*AIM OF THE TASK*.
In the entries, find all lines that hold the word "MatchEvent" and copy them.

━━━━━━━━━━━━━━━━━━━━

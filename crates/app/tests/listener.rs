//! Supervisor tests with a scripted capture backend and process locator.

use std::collections::VecDeque;
use std::path::PathBuf;
use std::sync::atomic::{AtomicU32, AtomicUsize, Ordering};
use std::sync::Arc;
use std::thread;
use std::time::{Duration, Instant};

use crossbeam_channel::Receiver;

use ggwatch_app::{ListenerConfig, MatchEvent, MatchListener};
use ggwatch_audio::refs::ReferenceClip;
use ggwatch_audio::{CaptureBackend, CaptureSession, ProcessLocator, ReferenceLibrary};
use ggwatch_detect::DetectorConfig;
use ggwatch_foundation::{real_clock, CaptureError, ListenerError};

const RATE: u32 = 8_000;

fn test_config() -> ListenerConfig {
    ListenerConfig {
        detector: DetectorConfig {
            chunk_duration_secs: 0.5,
            hop_duration_secs: 0.05,
            cooldown_secs: 60.0,
            match_threshold: 0.25,
            match_margin: 0.10,
            confirm_hops: 2,
            min_rms: 1e-4,
            silence_reconnect_secs: 60.0,
            sample_rate_hz: RATE,
        },
        exe_name: "game.exe".to_string(),
        poll_interval_secs: 0.005,
        backoff_base_secs: 0.005,
        backoff_cap_secs: 0.02,
        refs_dir: PathBuf::from("."),
        labels: Vec::new(),
    }
}

/// Aperiodic chirp so a match is unambiguous.
fn sweep(len: usize) -> Vec<f32> {
    (0..len)
        .map(|i| {
            let t = i as f32 / RATE as f32;
            0.6 * (2.0 * std::f32::consts::PI * (200.0 + 4_000.0 * t) * t).sin()
        })
        .collect()
}

fn library(label: &str, samples: Vec<f32>) -> ReferenceLibrary {
    ReferenceLibrary::from_clips(vec![ReferenceClip {
        label: label.to_string(),
        samples,
        sample_rate: RATE,
    }])
}

struct FakeLocator {
    script: VecDeque<Option<u32>>,
    fallback: Option<u32>,
    calls: Arc<AtomicUsize>,
}

impl FakeLocator {
    fn constant(pid: u32) -> Self {
        Self::scripted(Vec::new(), Some(pid))
    }

    fn scripted(script: Vec<Option<u32>>, fallback: Option<u32>) -> Self {
        Self {
            script: script.into(),
            fallback,
            calls: Arc::new(AtomicUsize::new(0)),
        }
    }
}

impl ProcessLocator for FakeLocator {
    fn find_pid(&mut self, _exe_name: &str) -> Option<u32> {
        self.calls.fetch_add(1, Ordering::SeqCst);
        self.script.pop_front().unwrap_or(self.fallback)
    }
}

enum AfterScript {
    Idle,
    Fault,
    Silence(usize),
}

struct ScriptedSession {
    chunks: VecDeque<Vec<f32>>,
    after: AfterScript,
    pace: Duration,
    closes: Arc<AtomicUsize>,
}

impl CaptureSession for ScriptedSession {
    fn read(&mut self, _timeout: Duration) -> Result<Vec<f32>, CaptureError> {
        thread::sleep(self.pace);
        if let Some(chunk) = self.chunks.pop_front() {
            return Ok(chunk);
        }
        match &self.after {
            AfterScript::Idle => Ok(Vec::new()),
            AfterScript::Fault => Err(CaptureError::Fault("scripted fault".to_string())),
            AfterScript::Silence(len) => Ok(vec![0.0; *len]),
        }
    }

    fn channels(&self) -> u16 {
        1
    }

    fn close(&mut self) {
        self.closes.fetch_add(1, Ordering::SeqCst);
    }
}

type SessionFactory = Box<dyn Fn() -> Result<Box<dyn CaptureSession>, CaptureError> + Send + Sync>;

struct FakeBackend {
    opens: Arc<AtomicUsize>,
    last_pid: Arc<AtomicU32>,
    factory: SessionFactory,
}

impl FakeBackend {
    fn new(factory: SessionFactory) -> Self {
        Self {
            opens: Arc::new(AtomicUsize::new(0)),
            last_pid: Arc::new(AtomicU32::new(0)),
            factory,
        }
    }
}

impl CaptureBackend for FakeBackend {
    fn open(&self, pid: u32) -> Result<Box<dyn CaptureSession>, CaptureError> {
        self.opens.fetch_add(1, Ordering::SeqCst);
        self.last_pid.store(pid, Ordering::SeqCst);
        (self.factory)()
    }
}

fn idle_session_factory(closes: Arc<AtomicUsize>) -> SessionFactory {
    Box::new(move || {
        Ok(Box::new(ScriptedSession {
            chunks: VecDeque::new(),
            after: AfterScript::Idle,
            pace: Duration::from_millis(1),
            closes: closes.clone(),
        }))
    })
}

fn wait_until(timeout: Duration, mut condition: impl FnMut() -> bool) -> bool {
    let deadline = Instant::now() + timeout;
    while Instant::now() < deadline {
        if condition() {
            return true;
        }
        thread::sleep(Duration::from_millis(2));
    }
    condition()
}

fn assert_no_event(events: &Receiver<MatchEvent>, window: Duration) {
    match events.recv_timeout(window) {
        Ok(event) => panic!("unexpected extra event: {event:?}"),
        Err(_) => {}
    }
}

#[test]
fn detects_victory_exactly_once() {
    let reference = sweep(1_600);
    // Live signal: the announcement repeating back to back, chunked the
    // way a capture stream would deliver it.
    let mut signal = Vec::new();
    for _ in 0..12 {
        signal.extend_from_slice(&reference);
    }
    let chunks: VecDeque<Vec<f32>> = signal.chunks(400).map(|c| c.to_vec()).collect();

    let closes = Arc::new(AtomicUsize::new(0));
    let session_closes = closes.clone();
    let backend = FakeBackend::new(Box::new(move || {
        Ok(Box::new(ScriptedSession {
            chunks: chunks.clone(),
            after: AfterScript::Idle,
            pace: Duration::from_millis(1),
            closes: session_closes.clone(),
        }))
    }));

    let (mut listener, events) = MatchListener::new(
        test_config(),
        Box::new(backend),
        Box::new(FakeLocator::constant(7)),
        library("VICTORY", reference),
        real_clock(),
    )
    .unwrap();
    listener.start();

    let event = events
        .recv_timeout(Duration::from_secs(5))
        .expect("expected a detection");
    assert_eq!(event.label, "VICTORY");
    assert!(event.score > 0.9, "score {}", event.score);

    // Every later qualifying hop falls inside the cooldown window.
    assert_no_event(&events, Duration::from_millis(300));

    listener.stop();
    assert_eq!(closes.load(Ordering::SeqCst), 1);
}

#[test]
fn prolonged_silence_reopens_the_capture_session() {
    let mut cfg = test_config();
    cfg.detector.silence_reconnect_secs = 0.05;

    let closes = Arc::new(AtomicUsize::new(0));
    let session_closes = closes.clone();
    let backend = FakeBackend::new(Box::new(move || {
        Ok(Box::new(ScriptedSession {
            chunks: VecDeque::new(),
            after: AfterScript::Silence(400),
            pace: Duration::from_millis(2),
            closes: session_closes.clone(),
        }))
    }));
    let opens = backend.opens.clone();

    let (mut listener, _events) = MatchListener::new(
        cfg,
        Box::new(backend),
        Box::new(FakeLocator::constant(7)),
        library("VICTORY", sweep(800)),
        real_clock(),
    )
    .unwrap();
    listener.start();

    assert!(
        wait_until(Duration::from_secs(2), || opens.load(Ordering::SeqCst) >= 2),
        "capture session was not reopened after silence"
    );
    listener.stop();
    // Every opened session was closed exactly once.
    assert_eq!(closes.load(Ordering::SeqCst), opens.load(Ordering::SeqCst));
}

#[test]
fn polls_until_the_process_appears() {
    let closes = Arc::new(AtomicUsize::new(0));
    let backend = FakeBackend::new(idle_session_factory(closes));
    let opens = backend.opens.clone();
    let last_pid = backend.last_pid.clone();

    let locator = FakeLocator::scripted(vec![None, None, None], Some(7));
    let calls = locator.calls.clone();

    let (mut listener, _events) = MatchListener::new(
        test_config(),
        Box::new(backend),
        Box::new(locator),
        library("VICTORY", sweep(800)),
        real_clock(),
    )
    .unwrap();
    listener.start();

    assert!(wait_until(Duration::from_secs(2), || {
        opens.load(Ordering::SeqCst) >= 1
    }));
    assert_eq!(last_pid.load(Ordering::SeqCst), 7);
    // Three empty polls, one discovery, one re-verification.
    assert!(calls.load(Ordering::SeqCst) >= 5);
    listener.stop();
}

#[test]
fn recycled_pid_is_discarded_before_capture() {
    let closes = Arc::new(AtomicUsize::new(0));
    let backend = FakeBackend::new(idle_session_factory(closes));
    let opens = backend.opens.clone();
    let last_pid = backend.last_pid.clone();

    // Discovery sees pid 5, but by verification time the name maps to 6.
    let locator = FakeLocator::scripted(vec![Some(5), Some(6)], Some(6));

    let (mut listener, _events) = MatchListener::new(
        test_config(),
        Box::new(backend),
        Box::new(locator),
        library("VICTORY", sweep(800)),
        real_clock(),
    )
    .unwrap();
    listener.start();

    assert!(wait_until(Duration::from_secs(2), || {
        opens.load(Ordering::SeqCst) >= 1
    }));
    assert_eq!(last_pid.load(Ordering::SeqCst), 6);
    listener.stop();
}

#[test]
fn open_faults_back_off_and_keep_retrying() {
    let backend = FakeBackend::new(Box::new(|| {
        Err(CaptureError::Fault("open failed".to_string()))
    }));
    let opens = backend.opens.clone();

    let (mut listener, _events) = MatchListener::new(
        test_config(),
        Box::new(backend),
        Box::new(FakeLocator::constant(7)),
        library("VICTORY", sweep(800)),
        real_clock(),
    )
    .unwrap();
    listener.start();

    assert!(
        wait_until(Duration::from_secs(2), || opens.load(Ordering::SeqCst) >= 3),
        "supervisor stopped retrying after faults"
    );
    listener.stop();
    assert!(!listener.is_running());
}

#[test]
fn unavailable_backend_disables_the_listener() {
    let backend = FakeBackend::new(Box::new(|| {
        Err(CaptureError::Unavailable("no loopback support".to_string()))
    }));
    let opens = backend.opens.clone();

    let (mut listener, events) = MatchListener::new(
        test_config(),
        Box::new(backend),
        Box::new(FakeLocator::constant(7)),
        library("VICTORY", sweep(800)),
        real_clock(),
    )
    .unwrap();
    listener.start();

    // The worker exits and drops its event sender.
    match events.recv_timeout(Duration::from_secs(2)) {
        Err(crossbeam_channel::RecvTimeoutError::Disconnected) => {}
        other => panic!("expected disconnect, got {other:?}"),
    }
    assert_eq!(opens.load(Ordering::SeqCst), 1);
    listener.stop();
}

#[test]
fn empty_reference_library_refuses_to_start() {
    let backend = FakeBackend::new(idle_session_factory(Arc::new(AtomicUsize::new(0))));
    let result = MatchListener::new(
        test_config(),
        Box::new(backend),
        Box::new(FakeLocator::constant(7)),
        ReferenceLibrary::from_clips(Vec::new()),
        real_clock(),
    );
    assert!(matches!(result, Err(ListenerError::NoReferences)));
}

#[test]
fn start_and_stop_are_idempotent() {
    let backend = FakeBackend::new(idle_session_factory(Arc::new(AtomicUsize::new(0))));

    let (mut listener, _events) = MatchListener::new(
        test_config(),
        Box::new(backend),
        Box::new(FakeLocator::constant(7)),
        library("VICTORY", sweep(800)),
        real_clock(),
    )
    .unwrap();

    listener.stop(); // never started

    listener.start();
    listener.start(); // no-op while running
    assert!(wait_until(Duration::from_secs(1), || listener.is_running()));

    let stopped_at = Instant::now();
    listener.stop();
    assert!(stopped_at.elapsed() < Duration::from_secs(2));
    listener.stop(); // no-op when already stopped

    listener.start(); // a stopped listener stays stopped
    assert!(!listener.is_running());
}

━━━━━━━━━━━━━━━━━━━━

*EXERCISE SOLUTION*.
use ggwatch_app::{ListenerConfig, MatchEvent, MatchListener};
fn assert_no_event(events: &Receiver<MatchEvent>, window: Duration) {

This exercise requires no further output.